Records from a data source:
○ ○ ○ ○ ○
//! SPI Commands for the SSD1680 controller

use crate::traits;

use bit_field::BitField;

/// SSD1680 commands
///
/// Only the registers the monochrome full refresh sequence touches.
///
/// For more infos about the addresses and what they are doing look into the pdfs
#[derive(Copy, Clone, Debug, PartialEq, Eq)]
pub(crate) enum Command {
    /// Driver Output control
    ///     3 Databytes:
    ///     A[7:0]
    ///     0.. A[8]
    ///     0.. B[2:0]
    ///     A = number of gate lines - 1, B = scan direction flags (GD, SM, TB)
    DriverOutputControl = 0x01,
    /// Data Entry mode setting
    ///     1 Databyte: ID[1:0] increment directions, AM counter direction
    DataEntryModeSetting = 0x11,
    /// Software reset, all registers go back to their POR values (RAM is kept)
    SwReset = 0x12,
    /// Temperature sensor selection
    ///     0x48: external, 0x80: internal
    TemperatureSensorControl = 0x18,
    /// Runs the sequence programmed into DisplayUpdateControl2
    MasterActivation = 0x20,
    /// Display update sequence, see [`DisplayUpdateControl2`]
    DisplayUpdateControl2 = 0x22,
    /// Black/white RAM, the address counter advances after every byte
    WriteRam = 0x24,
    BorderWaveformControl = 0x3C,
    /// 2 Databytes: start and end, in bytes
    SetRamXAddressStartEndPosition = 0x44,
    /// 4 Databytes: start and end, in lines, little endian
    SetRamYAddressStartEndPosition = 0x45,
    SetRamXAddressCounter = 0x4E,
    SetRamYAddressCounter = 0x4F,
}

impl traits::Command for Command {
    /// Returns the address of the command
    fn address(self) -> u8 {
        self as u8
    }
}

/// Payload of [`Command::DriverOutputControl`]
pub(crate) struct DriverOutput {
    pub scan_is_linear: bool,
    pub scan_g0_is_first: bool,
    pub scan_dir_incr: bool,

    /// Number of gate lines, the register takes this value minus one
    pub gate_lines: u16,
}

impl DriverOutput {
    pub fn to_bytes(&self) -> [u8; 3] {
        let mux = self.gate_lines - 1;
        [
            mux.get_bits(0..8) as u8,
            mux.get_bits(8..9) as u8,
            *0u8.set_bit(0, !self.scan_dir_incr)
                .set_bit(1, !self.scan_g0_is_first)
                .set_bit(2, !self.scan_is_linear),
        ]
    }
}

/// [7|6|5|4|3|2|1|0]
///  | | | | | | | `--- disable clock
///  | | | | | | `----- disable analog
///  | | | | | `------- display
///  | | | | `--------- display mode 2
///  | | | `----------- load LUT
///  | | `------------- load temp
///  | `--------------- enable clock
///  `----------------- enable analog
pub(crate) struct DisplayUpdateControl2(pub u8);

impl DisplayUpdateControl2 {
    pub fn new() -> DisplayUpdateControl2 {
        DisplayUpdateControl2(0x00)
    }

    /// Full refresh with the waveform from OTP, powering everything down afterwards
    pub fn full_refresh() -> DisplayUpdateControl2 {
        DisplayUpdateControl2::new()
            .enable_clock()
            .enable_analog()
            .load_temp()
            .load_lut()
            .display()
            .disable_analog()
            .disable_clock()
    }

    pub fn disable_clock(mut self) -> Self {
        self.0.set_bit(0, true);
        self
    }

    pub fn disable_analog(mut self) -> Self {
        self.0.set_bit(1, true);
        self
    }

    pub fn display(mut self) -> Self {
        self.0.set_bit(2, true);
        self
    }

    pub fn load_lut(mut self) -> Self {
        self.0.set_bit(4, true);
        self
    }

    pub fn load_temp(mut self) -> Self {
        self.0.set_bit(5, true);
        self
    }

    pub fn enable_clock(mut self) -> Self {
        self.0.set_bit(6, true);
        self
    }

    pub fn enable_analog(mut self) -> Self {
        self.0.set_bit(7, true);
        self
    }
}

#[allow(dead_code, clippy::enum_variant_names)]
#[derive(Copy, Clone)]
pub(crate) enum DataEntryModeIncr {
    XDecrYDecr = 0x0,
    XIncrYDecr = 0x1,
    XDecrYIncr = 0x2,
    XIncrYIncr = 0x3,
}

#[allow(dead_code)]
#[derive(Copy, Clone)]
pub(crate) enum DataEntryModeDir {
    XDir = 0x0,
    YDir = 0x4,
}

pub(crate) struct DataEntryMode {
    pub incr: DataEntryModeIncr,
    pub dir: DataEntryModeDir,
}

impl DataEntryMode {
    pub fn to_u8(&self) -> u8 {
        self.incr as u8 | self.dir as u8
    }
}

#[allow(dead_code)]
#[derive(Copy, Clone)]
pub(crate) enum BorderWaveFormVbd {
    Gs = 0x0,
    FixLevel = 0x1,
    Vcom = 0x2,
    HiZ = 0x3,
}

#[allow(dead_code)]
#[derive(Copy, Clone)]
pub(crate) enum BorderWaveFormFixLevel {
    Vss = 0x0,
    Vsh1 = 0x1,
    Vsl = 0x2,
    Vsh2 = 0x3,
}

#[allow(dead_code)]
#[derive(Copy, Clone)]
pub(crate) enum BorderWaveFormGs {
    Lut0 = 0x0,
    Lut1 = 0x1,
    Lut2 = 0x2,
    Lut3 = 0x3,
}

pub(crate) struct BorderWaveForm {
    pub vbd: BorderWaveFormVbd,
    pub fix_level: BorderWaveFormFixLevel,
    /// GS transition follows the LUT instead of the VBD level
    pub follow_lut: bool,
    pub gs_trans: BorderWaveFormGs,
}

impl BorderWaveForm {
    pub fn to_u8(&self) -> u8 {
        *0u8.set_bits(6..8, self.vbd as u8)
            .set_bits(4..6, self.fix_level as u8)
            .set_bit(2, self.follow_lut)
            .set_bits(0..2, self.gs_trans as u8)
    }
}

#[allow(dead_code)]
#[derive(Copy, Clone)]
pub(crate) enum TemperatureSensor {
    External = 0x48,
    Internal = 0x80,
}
○ ○ ○ ○ ○
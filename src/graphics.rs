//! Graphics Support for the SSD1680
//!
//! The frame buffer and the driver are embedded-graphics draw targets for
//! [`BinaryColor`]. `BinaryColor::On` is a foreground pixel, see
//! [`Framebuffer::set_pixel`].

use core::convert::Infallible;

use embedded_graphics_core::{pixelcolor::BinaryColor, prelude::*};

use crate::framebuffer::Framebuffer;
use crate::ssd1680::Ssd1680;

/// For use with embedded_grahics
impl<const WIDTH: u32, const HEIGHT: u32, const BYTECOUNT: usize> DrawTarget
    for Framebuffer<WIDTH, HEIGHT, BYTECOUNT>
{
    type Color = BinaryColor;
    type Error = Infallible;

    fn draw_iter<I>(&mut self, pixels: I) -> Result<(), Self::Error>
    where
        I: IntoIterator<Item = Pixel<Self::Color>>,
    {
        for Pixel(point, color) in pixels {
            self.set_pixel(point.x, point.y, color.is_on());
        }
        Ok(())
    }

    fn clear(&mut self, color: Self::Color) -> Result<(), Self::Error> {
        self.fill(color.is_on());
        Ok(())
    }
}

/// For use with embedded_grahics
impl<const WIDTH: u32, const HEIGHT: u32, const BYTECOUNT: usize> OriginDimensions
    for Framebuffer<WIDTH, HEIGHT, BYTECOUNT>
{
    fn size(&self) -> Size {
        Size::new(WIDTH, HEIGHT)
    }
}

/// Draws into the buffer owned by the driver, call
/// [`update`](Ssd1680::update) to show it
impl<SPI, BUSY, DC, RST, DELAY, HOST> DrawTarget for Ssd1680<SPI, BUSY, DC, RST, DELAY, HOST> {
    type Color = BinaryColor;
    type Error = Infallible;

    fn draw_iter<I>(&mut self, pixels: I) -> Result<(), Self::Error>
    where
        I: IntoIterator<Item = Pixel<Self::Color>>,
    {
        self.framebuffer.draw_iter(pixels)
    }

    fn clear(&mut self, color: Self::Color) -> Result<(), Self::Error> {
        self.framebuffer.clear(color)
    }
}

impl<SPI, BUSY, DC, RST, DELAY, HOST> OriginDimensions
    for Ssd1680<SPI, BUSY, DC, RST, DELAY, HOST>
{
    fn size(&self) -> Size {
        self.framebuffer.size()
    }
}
○ ○ ○ ○ ○
ABOUT THIS EXERCISE: Could you set down, exactly as written, the lines above between the one holding "pub fn to_bytes(&self)" and the one holding "pub(crate) struct DisplayUpdateControl2(pub", inclusive, and nothing more?

ANSWER TO THIS PROBLEM:
    pub fn to_bytes(&self) -> [u8; 3] {
        let mux = self.gate_lines - 1;
        [
            mux.get_bits(0..8) as u8,
            mux.get_bits(8..9) as u8,
            *0u8.set_bit(0, !self.scan_dir_incr)
                .set_bit(1, !self.scan_g0_is_first)
                .set_bit(2, !self.scan_is_linear),
        ]
    }
}

/// [7|6|5|4|3|2|1|0]
///  | | | | | | | `--- disable clock
///  | | | | | | `----- disable analog
///  | | | | | `------- display
///  | | | | `--------- display mode 2
///  | | | `----------- load LUT
///  | | `------------- load temp
///  | `--------------- enable clock
///  `----------------- enable analog
pub(crate) struct DisplayUpdateControl2(pub u8);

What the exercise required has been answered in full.